[Data Boundary: Start]
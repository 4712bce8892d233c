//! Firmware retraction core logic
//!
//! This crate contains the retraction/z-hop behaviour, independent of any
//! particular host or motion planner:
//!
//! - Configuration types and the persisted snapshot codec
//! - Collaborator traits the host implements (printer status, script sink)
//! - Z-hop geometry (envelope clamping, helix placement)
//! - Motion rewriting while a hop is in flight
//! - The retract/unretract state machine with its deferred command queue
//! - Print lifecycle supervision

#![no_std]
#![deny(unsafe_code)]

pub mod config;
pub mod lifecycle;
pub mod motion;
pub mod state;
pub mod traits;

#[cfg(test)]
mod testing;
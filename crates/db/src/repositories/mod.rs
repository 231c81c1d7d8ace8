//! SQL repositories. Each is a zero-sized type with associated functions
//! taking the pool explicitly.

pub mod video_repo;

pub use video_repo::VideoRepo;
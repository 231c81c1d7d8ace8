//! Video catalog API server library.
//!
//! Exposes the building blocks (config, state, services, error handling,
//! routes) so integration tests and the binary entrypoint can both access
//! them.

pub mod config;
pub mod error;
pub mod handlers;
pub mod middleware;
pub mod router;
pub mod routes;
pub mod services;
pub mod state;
[Data Boundary: End]
→ Your objective
Nothing in the listing may be changed; retype it all exactly.

→ Output for this task
repository 4712bce8892d233c
//! Firmware retraction core logic
//!
//! This crate contains the retraction/z-hop behaviour, independent of any
//! particular host or motion planner:
//!
//! - Configuration types and the persisted snapshot codec
//! - Collaborator traits the host implements (printer status, script sink)
//! - Z-hop geometry (envelope clamping, helix placement)
//! - Motion rewriting while a hop is in flight
//! - The retract/unretract state machine with its deferred command queue
//! - Print lifecycle supervision

#![no_std]
#![deny(unsafe_code)]

pub mod config;
pub mod lifecycle;
pub mod motion;
pub mod state;
pub mod traits;

#[cfg(test)]
mod testing;
filename crates/db/src/repositories/mod.rs
repository 231c81c1d7d8ace8
//! SQL repositories. Each is a zero-sized type with associated functions
//! taking the pool explicitly.

pub mod video_repo;

pub use video_repo::VideoRepo;
repository 231c81c1d7d8ace8
//! Video catalog API server library.
//!
//! Exposes the building blocks (config, state, services, error handling,
//! routes) so integration tests and the binary entrypoint can both access
//! them.

pub mod config;
pub mod error;
pub mod handlers;
pub mod middleware;
pub mod router;
pub mod routes;
pub mod services;
pub mod state;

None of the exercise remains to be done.